== Exercise materials ==
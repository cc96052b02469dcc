//! Best-effort outbound notifications.
//!
//! Messages go out over SMTP when it is enabled. Anything SMTP does not take,
//! and everything when SMTP is disabled, is appended to a local sink file so an
//! operator can still hand credentials over. Delivery problems are logged and
//! reported as a [`Delivery`] value; they never fail the caller.

mod message;
mod transport;

pub use message::OutgoingMessage;
pub use transport::{FileSink, MailTransport, SmtpMailer};

use std::sync::Arc;
use std::time::Duration;

use tracing::{error, info, warn};

use crate::config::MailConfig;
use crate::db::RegistrationRequest;

/// What happened to a message.
#[derive(Debug, Clone, Copy, PartialEq, Eq)]
pub enum Delivery {
    /// Accepted by the SMTP server.
    Sent,
    /// Written to the local sink file.
    Sunk,
    /// Neither SMTP nor the sink took it.
    Failed,
    /// Still in flight when the caller stopped waiting. Delivery (or the sink
    /// fallback) finishes in the background.
    Queued,
}

/// Notification dispatcher.
///
/// Each message is delivered on its own task. The caller waits at most
/// `inline_wait` for the outcome, so a slow relay never holds up an admin
/// action.
pub struct Notifier {
    transport: Option<Arc<dyn MailTransport>>,
    sink: Arc<FileSink>,
    admin_email: Option<String>,
    inline_wait: Duration,
}

impl Notifier {
    /// Build the dispatcher from configuration.
    pub fn from_config(config: &MailConfig) -> crate::Result<Self> {
        let transport: Option<Arc<dyn MailTransport>> = if config.enabled {
            info!(host = %config.host, port = config.port, "SMTP delivery enabled");
            Some(Arc::new(SmtpMailer::new(config)?))
        } else {
            info!(sink = %config.sink_file, "SMTP disabled, notifications go to the sink file");
            None
        };

        let admin_email = Some(config.admin_email.trim())
            .filter(|e| !e.is_empty())
            .map(str::to_string);

        Ok(Self {
            transport,
            sink: Arc::new(FileSink::new(&config.sink_file)),
            admin_email,
            inline_wait: Duration::from_secs(config.inline_wait_secs),
        })
    }

    /// Dispatcher that only writes to the sink file.
    pub fn sink_only(sink: FileSink) -> Self {
        Self {
            transport: None,
            sink: Arc::new(sink),
            admin_email: None,
            inline_wait: Duration::from_secs(crate::config::DEFAULT_INLINE_WAIT_SECS),
        }
    }

    /// Use the given transport instead of the configured one.
    pub fn with_transport(mut self, transport: Arc<dyn MailTransport>) -> Self {
        self.transport = Some(transport);
        self
    }

    /// Set the address that receives new-request alerts.
    pub fn with_admin_email(mut self, admin_email: impl Into<String>) -> Self {
        self.admin_email = Some(admin_email.into());
        self
    }

    /// Set how long callers wait for a delivery outcome.
    pub fn with_inline_wait(mut self, inline_wait: Duration) -> Self {
        self.inline_wait = inline_wait;
        self
    }

    /// The sink file.
    pub fn sink(&self) -> &FileSink {
        &self.sink
    }

    /// Deliver one message.
    ///
    /// Returns [`Delivery::Queued`] when the outcome is not known within the
    /// inline wait; the delivery task keeps running.
    pub async fn dispatch(&self, message: OutgoingMessage) -> Delivery {
        let transport = self.transport.clone();
        let sink = self.sink.clone();
        let handle =
            tokio::spawn(async move { deliver(transport.as_deref(), &sink, &message).await });

        match tokio::time::timeout(self.inline_wait, handle).await {
            Ok(Ok(delivery)) => delivery,
            Ok(Err(e)) => {
                error!(error = %e, "Delivery task failed");
                Delivery::Failed
            }
            Err(_) => {
                info!(
                    wait_ms = self.inline_wait.as_millis() as u64,
                    "Delivery still in progress, continuing in the background"
                );
                Delivery::Queued
            }
        }
    }

    /// Alert the administrator about a new request. Skipped when no admin
    /// address is configured.
    pub async fn notify_admin_new_request(&self, request: &RegistrationRequest) -> Option<Delivery> {
        let admin_email = self.admin_email.as_deref()?;
        Some(
            self.dispatch(OutgoingMessage::admin_alert(admin_email, request))
                .await,
        )
    }

    /// Send initial credentials to the requester.
    pub async fn notify_credentials(&self, request: &RegistrationRequest, password: &str) -> Delivery {
        self.dispatch(OutgoingMessage::credentials(request, password))
            .await
    }

    /// Tell the requester their request was rejected.
    pub async fn notify_rejection(&self, request: &RegistrationRequest, reason: &str) -> Delivery {
        self.dispatch(OutgoingMessage::rejection(request, reason))
            .await
    }
}

/// SMTP first, then the sink.
async fn deliver(
    transport: Option<&dyn MailTransport>,
    sink: &FileSink,
    message: &OutgoingMessage,
) -> Delivery {
    if let Some(transport) = transport {
        match transport.send(message).await {
            Ok(()) => {
                info!(to = %message.to, subject = %message.subject, "Mail sent");
                return Delivery::Sent;
            }
            Err(e) => {
                warn!(to = %message.to, error = %e, "SMTP delivery failed, falling back to sink");
            }
        }
    }

    match sink.write(message).await {
        Ok(()) => {
            info!(
                to = %message.to,
                subject = %message.subject,
                sink = %sink.path().display(),
                "Mail written to sink"
            );
            Delivery::Sunk
        }
        Err(e) => {
            error!(to = %message.to, error = %e, "Mail could not be delivered or sunk");
            Delivery::Failed
        }
    }
}
//! Input validation for registration requests.
//!
//! Every value that can end up in the request store or in a directory entry
//! passes through these checks. The directory client runs `validate_username`
//! again on its own before building a DN, so a bug in one layer does not
//! compromise the other.

use thiserror::Error;

/// Minimum username length.
pub const MIN_USERNAME_LENGTH: usize = 2;

/// Maximum username length.
pub const MAX_USERNAME_LENGTH: usize = 64;

/// Maximum first/last name length (in characters).
pub const MAX_NAME_LENGTH: usize = 100;

/// Maximum email length.
pub const MAX_EMAIL_LENGTH: usize = 254;

/// Maximum length of the free-text reason (in characters).
pub const MAX_REASON_LENGTH: usize = 500;

/// Validation errors.
#[derive(Error, Debug, Clone, PartialEq, Eq)]
pub enum ValidationError {
    /// A required field is empty.
    #[error("{0} is required")]
    Missing(&'static str),

    /// Username is too short.
    #[error("username must be at least {MIN_USERNAME_LENGTH} characters")]
    UsernameTooShort,

    /// Username is too long.
    #[error("username must be at most {MAX_USERNAME_LENGTH} characters")]
    UsernameTooLong,

    /// Username does not start with a letter.
    #[error("username must start with a letter")]
    UsernameMustStartWithLetter,

    /// Username contains invalid characters.
    #[error("username can only contain lowercase letters, numbers, and underscores")]
    UsernameInvalidChars,

    /// Email is too long.
    #[error("email must be at most {MAX_EMAIL_LENGTH} characters")]
    EmailTooLong,

    /// Email format is invalid.
    #[error("invalid email address")]
    EmailInvalidFormat,

    /// Name is too long.
    #[error("{0} must be at most {MAX_NAME_LENGTH} characters")]
    NameTooLong(&'static str),

    /// Name contains control characters.
    #[error("{0} contains invalid characters")]
    NameInvalidChars(&'static str),

    /// Reason is too long.
    #[error("reason must be at most {MAX_REASON_LENGTH} characters")]
    ReasonTooLong,

    /// Reason contains control characters.
    #[error("reason contains invalid characters")]
    ReasonInvalidChars,
}

impl ValidationError {
    /// Name of the offending field, for field-level error reporting.
    pub fn field(&self) -> &'static str {
        match self {
            ValidationError::Missing(field)
            | ValidationError::NameTooLong(field)
            | ValidationError::NameInvalidChars(field) => field,
            ValidationError::UsernameTooShort
            | ValidationError::UsernameTooLong
            | ValidationError::UsernameMustStartWithLetter
            | ValidationError::UsernameInvalidChars => "username",
            ValidationError::EmailTooLong | ValidationError::EmailInvalidFormat => "email",
            ValidationError::ReasonTooLong | ValidationError::ReasonInvalidChars => "reason",
        }
    }
}

/// Validate a username.
///
/// Requirements:
/// - Length: 2-64 characters
/// - First character: lowercase ASCII letter
/// - Remaining characters: lowercase ASCII letters, digits and underscore
///
/// Uppercase is rejected rather than folded; callers normalize first.
///
/// # Examples
///
/// ```
/// use registrar::registration::validation::validate_username;
///
/// assert!(validate_username("alice_01").is_ok());
/// assert!(validate_username("a").is_err()); // too short
/// assert!(validate_username("1alice").is_err()); // must start with a letter
/// assert!(validate_username("Alice").is_err()); // lowercase only
/// ```
pub fn validate_username(username: &str) -> Result<(), ValidationError> {
    if username.len() < MIN_USERNAME_LENGTH {
        return Err(ValidationError::UsernameTooShort);
    }
    if username.len() > MAX_USERNAME_LENGTH {
        return Err(ValidationError::UsernameTooLong);
    }

    let mut chars = username.chars();
    match chars.next() {
        Some(c) if c.is_ascii_lowercase() => {}
        Some(c) if c.is_ascii_alphabetic() => return Err(ValidationError::UsernameInvalidChars),
        _ => return Err(ValidationError::UsernameMustStartWithLetter),
    }

    if !chars.all(|c| c.is_ascii_lowercase() || c.is_ascii_digit() || c == '_') {
        return Err(ValidationError::UsernameInvalidChars);
    }

    Ok(())
}

/// Validate an email address.
///
/// This is a structural check (local part, `@`, dotted domain), not a full
/// RFC 5322 parser.
///
/// # Examples
///
/// ```
/// use registrar::registration::validation::validate_email;
///
/// assert!(validate_email("user@example.com").is_ok());
/// assert!(validate_email("user@localhost").is_err());
/// ```
pub fn validate_email(email: &str) -> Result<(), ValidationError> {
    if email.is_empty() {
        return Err(ValidationError::Missing("email"));
    }
    if email.len() > MAX_EMAIL_LENGTH {
        return Err(ValidationError::EmailTooLong);
    }
    if email.chars().any(|c| c.is_whitespace() || c.is_control()) {
        return Err(ValidationError::EmailInvalidFormat);
    }

    let Some((local, domain)) = email.split_once('@') else {
        return Err(ValidationError::EmailInvalidFormat);
    };

    if local.is_empty() || domain.contains('@') {
        return Err(ValidationError::EmailInvalidFormat);
    }

    if !domain.contains('.') || domain.split('.').any(|label| label.is_empty()) {
        return Err(ValidationError::EmailInvalidFormat);
    }

    Ok(())
}

/// Validate a first or last name.
///
/// `field` names the field in the resulting error.
pub fn validate_name(field: &'static str, name: &str) -> Result<(), ValidationError> {
    if name.is_empty() {
        return Err(ValidationError::Missing(field));
    }
    if name.chars().count() > MAX_NAME_LENGTH {
        return Err(ValidationError::NameTooLong(field));
    }
    if name.chars().any(|c| c.is_control()) {
        return Err(ValidationError::NameInvalidChars(field));
    }
    Ok(())
}

/// Validate the optional free-text reason. Newlines and tabs are allowed.
pub fn validate_reason(reason: &str) -> Result<(), ValidationError> {
    if reason.chars().count() > MAX_REASON_LENGTH {
        return Err(ValidationError::ReasonTooLong);
    }
    if reason
        .chars()
        .any(|c| c.is_control() && c != '\n' && c != '\r' && c != '\t')
    {
        return Err(ValidationError::ReasonInvalidChars);
    }
    Ok(())
}

/// Validate all fields of a normalized submission.
///
/// Returns the first validation error encountered.
pub fn validate_submission(
    username: &str,
    email: &str,
    first_name: &str,
    last_name: &str,
    reason: &str,
) -> Result<(), ValidationError> {
    if username.is_empty() {
        return Err(ValidationError::Missing("username"));
    }
    validate_username(username)?;
    validate_email(email)?;
    validate_name("first_name", first_name)?;
    validate_name("last_name", last_name)?;
    validate_reason(reason)?;
    Ok(())
}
===
Search the records above for "usize" and copy every line that has it.

Exercise result
pub const MIN_USERNAME_LENGTH: usize = 2;
pub const MAX_USERNAME_LENGTH: usize = 64;
pub const MAX_NAME_LENGTH: usize = 100;
pub const MAX_EMAIL_LENGTH: usize = 254;
pub const MAX_REASON_LENGTH: usize = 500;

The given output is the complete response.